The day before, I bought a book of prose and poetry by May Sarton at the local used book store, a book in which similar questions were posed, questions about the nature of solitude and finding a balance between that and loneliness. Ms. Sarton said, "At any moment solitude may put on the face of loneliness." Not helpful, May.  But, she does say some things that are and which make me feel a kinship with her. Such as, "Solitude itself is a way of waiting for the inaudible and the invisible to make itself felt. And that is why solitude is never static and never hopeless." She goes on to say, "The metaphor that comes to mind is that of a sea anemone that has been wide open to the tide, and then slowly closes up again as the tide ebbs. For alone here, I must first give up the world and all its dear, tantalizing human questions, first close myself away, and then, and only then, open to that other tide, the inner life, the life of solitude, which rises very slowly until, like the anemone, I am open to receive whatever it may bring."  Being open to receive whatever it may bring has been my modus operandi for...awhile now. It's sometimes exciting, sometimes scary, always interesting.

These, however, are the words that solidified, for me, my sisterhood with May:  "There is no doubt that solitude is a challenge and to maintain balance within it a precarious business...We are lonely when there is not perfect communion. In solitude, one can achieve a good relationship with oneself."  Achieving a good relationship with oneself.  Amen, sister.

And that was my challenge this week.

May Sarton passed on in 1995, but I want to say, Thank you, May, for the wise and nurturing companionship your words brought me. The world is, indeed, a kind and loving place. The sunlight, glistening on the leaves of the birch outside my window, tells me this is true.


  1. Solitude can be a good thing...for a little while.
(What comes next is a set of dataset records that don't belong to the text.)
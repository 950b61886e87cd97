use std::fmt::{self, Display};

use crate::errors::FormatError;

///
/// A `[label:]chrom:start-end` token as written by CNVnator, e.g.
/// `x1156_PM_chrIV:2001-17000` or `42R31:chrIV:2001-17000`.
///
#[derive(Eq, PartialEq, Debug, Clone)]
pub struct Locus {
    pub label: Option<String>,
    pub chr: String,
    pub start: u32,
    pub end: u32,
}

impl Locus {
    ///
    /// Parse a locus token. `line` is only used to annotate errors.
    ///
    /// Coordinates are split off at the last `:`; whatever precedes the
    /// previous `:` (if any) is the label.
    ///
    pub fn parse(token: &str, line: usize) -> Result<Self, FormatError> {
        let malformed = || FormatError::Locus {
            line,
            token: token.to_string(),
        };

        let (name, coords) = token.rsplit_once(':').ok_or_else(malformed)?;
        let (start_str, end_str) = coords.split_once('-').ok_or_else(malformed)?;

        let (label, chr) = match name.rsplit_once(':') {
            Some((label, chr)) => (Some(label.to_string()), chr),
            None => (None, name),
        };
        if chr.is_empty() {
            return Err(malformed());
        }

        let start = parse_coordinate(start_str, "start", line)?;
        let end = parse_coordinate(end_str, "end", line)?;

        Ok(Locus {
            label,
            chr: chr.to_string(),
            start,
            end,
        })
    }
}

impl Display for Locus {
    fn fmt(&self, f: &mut fmt::Formatter<'_>) -> fmt::Result {
        if let Some(label) = &self.label {
            write!(f, "{}:", label)?;
        }
        write!(f, "{}:{}-{}", self.chr, self.start, self.end)
    }
}

pub fn parse_coordinate(value: &str, field: &'static str, line: usize) -> Result<u32, FormatError> {
    value.trim().parse::<u32>().map_err(|_| FormatError::NotNumeric {
        line,
        field,
        value: value.to_string(),
    })
}

///
/// Reduce a contig name to the part after its last `chr`, so that
/// `x1156_PM_chrIV`, `chrIV` and `IV` all name the same chromosome.
/// Names without `chr` (`Mito`, `XV`) are returned unchanged.
///
pub fn normalize_chromosome(name: &str) -> &str {
    match name.rfind("chr") {
        Some(idx) if idx + 3 < name.len() => &name[idx + 3..],
        _ => name,
    }
}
As much as we all need to feel connected to something, to belong, time away with oneself if just as valuable. I hope you find that perfect place in which to dwell, whether it be physically or spiritually. You're a special person with a lot to give the world. I'm enjoying reading your experiences along the way.

  2. You remarked that you were looking for a house to buy back in MN. Have you considered an old barn and renovating it? I'm not kidding. You have expressed in your photographs and writing your perchance for old barns. And, even consider land that has been worn-out. Restore it. Besides, you meet a lot a people when you construct or rehabilitate. It could be good wonky time! --Jack

  3. Gail, thank you so much. I'm glad we're sharing our experiences.
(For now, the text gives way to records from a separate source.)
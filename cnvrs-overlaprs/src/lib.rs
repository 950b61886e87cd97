//! Interval overlap reconciliation for CNV call sets.
//!
//! Two drivers share one primitive, [`classify`], which decides how two
//! closed intervals on the same chromosome relate and where they overlap:
//!
//! - [`pairwise_merge`]: reconcile two call sets of one sample (typically
//!   CNVnator runs at two bin sizes) into their overlapping sub-intervals,
//!   averaging the two scores.
//! - [`aggregate_windows`]: bucket the merged calls of many samples into
//!   fixed reference windows, one column per sample.
//!
//! ## Quick Start
//!
//! ```rust
//! use cnvrs_overlaprs::{Relation, classify};
//!
//! // closed intervals: touching at 20 is an overlap of one base
//! assert_eq!(classify(10u32, 20, 20, 30), Relation::Overlap { start: 20, end: 20 });
//! assert_eq!(classify(10u32, 20, 21, 30), Relation::Before);
//! ```

/// Interval pair classification.
pub mod classify;

/// Pairwise merge of two call sets.
pub mod merge;

/// Coordinate access shared by calls and windows.
pub mod traits;

/// Windowed aggregation across samples.
pub mod windows;

// re-exports
pub use self::classify::{Relation, classify};
pub use self::merge::{OverlapRecord, collect_pairwise_merge, pairwise_merge};
pub use self::traits::Span;
pub use self::windows::{
    WindowAssignment, WindowAssignmentBuilder, WindowTable, WindowValue, aggregate_windows,
};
    Jack, yes, I have thought of renovating an old barn. I've always thought that would be a fun project. I also have the word out that I'm considering old homesteads that have nice building sites. I'm very ready for good wonky time :)
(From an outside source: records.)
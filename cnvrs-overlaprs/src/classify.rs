use num_traits::PrimInt;

/// How interval A lies relative to interval B on the same chromosome.
#[derive(Debug, Clone, Copy, PartialEq, Eq)]
pub enum Relation<I> {
    /// A ends before B starts.
    Before,
    /// A starts after B ends.
    After,
    /// A and B share the closed range `[start, end]`.
    Overlap { start: I, end: I },
}

impl<I: Copy> Relation<I> {
    pub fn is_overlap(&self) -> bool {
        matches!(self, Relation::Overlap { .. })
    }

    /// The shared range, if any.
    pub fn region(&self) -> Option<(I, I)> {
        match *self {
            Relation::Overlap { start, end } => Some((start, end)),
            _ => None,
        }
    }
}

///
/// Classify closed interval A = `[a_start, a_end]` against B =
/// `[b_start, b_end]` and compute the overlap region branch by branch.
///
/// Both ends are inclusive, so intervals touching at one coordinate
/// (`a_end == b_start`) overlap on that single coordinate.
///
/// # Example
/// ```text
/// A: 2001-17000
/// B: 10000-20000
/// classify(A, B): Overlap 10000-17000
/// ```
#[inline]
pub fn classify<I: PrimInt>(a_start: I, a_end: I, b_start: I, b_end: I) -> Relation<I> {
    if a_end < b_start {
        return Relation::Before;
    }
    if a_start > b_end {
        return Relation::After;
    }

    let (start, end) = if a_start <= b_start {
        if a_end <= b_end {
            (b_start, a_end)
        } else {
            (b_start, b_end)
        }
    } else if a_end <= b_end {
        (a_start, a_end)
    } else {
        (a_start, b_end)
    };

    Relation::Overlap { start, end }
}

#[cfg(test)]
mod tests {
    use super::*;

    use pretty_assertions::assert_eq;
    use rand::rngs::StdRng;
    use rand::{Rng, SeedableRng};
    use rstest::rstest;

    #[rstest]
    #[case((10, 20), (20, 30), Relation::Overlap { start: 20, end: 20 })]
    #[case((10, 20), (21, 30), Relation::Before)]
    #[case((21, 30), (10, 20), Relation::After)]
    #[case((2001, 17000), (10000, 20000), Relation::Overlap { start: 10000, end: 17000 })]
    #[case((10000, 20000), (2001, 17000), Relation::Overlap { start: 10000, end: 17000 })]
    // nested both ways
    #[case((100, 500), (200, 300), Relation::Overlap { start: 200, end: 300 })]
    #[case((200, 300), (100, 500), Relation::Overlap { start: 200, end: 300 })]
    #[case((100, 200), (100, 200), Relation::Overlap { start: 100, end: 200 })]
    #[case((5, 5), (5, 5), Relation::Overlap { start: 5, end: 5 })]
    fn test_classify(
        #[case] a: (u32, u32),
        #[case] b: (u32, u32),
        #[case] expected: Relation<u32>,
    ) {
        assert_eq!(classify(a.0, a.1, b.0, b.1), expected);
    }

    #[rstest]
    fn test_region() {
        assert_eq!(classify(1u32, 10, 5, 15).region(), Some((5, 10)));
        assert_eq!(classify(1u32, 4, 5, 15).region(), None);
        assert!(!classify(16u32, 20, 5, 15).is_overlap());
    }

    #[rstest]
    fn test_signed_coordinates() {
        assert_eq!(
            classify(-10i64, 0, -5, 5),
            Relation::Overlap { start: -5, end: 0 }
        );
    }

    #[rstest]
    fn test_branches_agree_with_min_max() {
        let mut rng = StdRng::seed_from_u64(42);

        for _ in 0..10_000 {
            let a_start: u32 = rng.gen_range(0..200);
            let a_end = a_start + rng.gen_range(0..100);
            let b_start: u32 = rng.gen_range(0..200);
            let b_end = b_start + rng.gen_range(0..100);

            let ab = classify(a_start, a_end, b_start, b_end);
            let ba = classify(b_start, b_end, a_start, a_end);

            assert_eq!(ab.is_overlap(), ba.is_overlap());
            assert_eq!(ab.region(), ba.region());

            let lo = a_start.max(b_start);
            let hi = a_end.min(b_end);
            match ab.region() {
                Some(region) => assert_eq!(region, (lo, hi)),
                None => assert!(lo > hi),
            }
        }
    }
}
  4. That's good! Really good! A good wonky time! You know, an old homestead has lots of title history to it. Ah, it's an adventure. Get those sons of yours to help you renovate...sweat of their brows for their dear ole mom (Irish stuff) who has done so much for them. --Jack (I'm Irish, so I can use their sayings without caveats.)

  5. I just noticed you like "Bladerunner." Remember, at the conclusion, they went up into the mountains, not knowing when it would all end? But, then again, who does?

    By the way, do you like wine?

  6. Jack, my younger son had a full Irish grandfather. Good people. Working with my sons on a renovation sounds really nice. Fine memories would be made.

    I love "Bladerunner." I want to re-watch it soon. Yes, life is an indeterminate thing... and that's part of the fun!

    I do like wine. I love the idea of understanding it more. Different wines for different meals, but then, just going with the flow is good, too. ahem. :)

  7. I love Bladerunner too. It creates a mood that no other film has every stirred in me.

    The photo of May Sarton says so much about her--the window full of plants, the stacks of books, the bay window full of sunlight. I would have been very comfortable in her presence.

  8. Ms. Sparrow, we felt and saw the same things... how nice.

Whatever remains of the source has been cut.